Start of Block

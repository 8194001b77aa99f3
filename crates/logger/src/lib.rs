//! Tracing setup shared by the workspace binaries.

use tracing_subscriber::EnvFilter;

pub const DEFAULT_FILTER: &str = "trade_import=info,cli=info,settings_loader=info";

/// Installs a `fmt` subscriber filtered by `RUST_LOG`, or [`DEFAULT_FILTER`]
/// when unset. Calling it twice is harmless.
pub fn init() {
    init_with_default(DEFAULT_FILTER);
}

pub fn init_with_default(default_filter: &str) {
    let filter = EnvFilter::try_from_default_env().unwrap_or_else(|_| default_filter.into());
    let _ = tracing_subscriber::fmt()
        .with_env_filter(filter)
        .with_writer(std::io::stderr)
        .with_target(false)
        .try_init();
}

End of Block

» **Directions for this task**
Please return every line in the data that includes the string "EnvFilter".

» **Solution to the problem**
use tracing_subscriber::EnvFilter;
    let filter = EnvFilter::try_from_default_env().unwrap_or_else(|_| default_filter.into());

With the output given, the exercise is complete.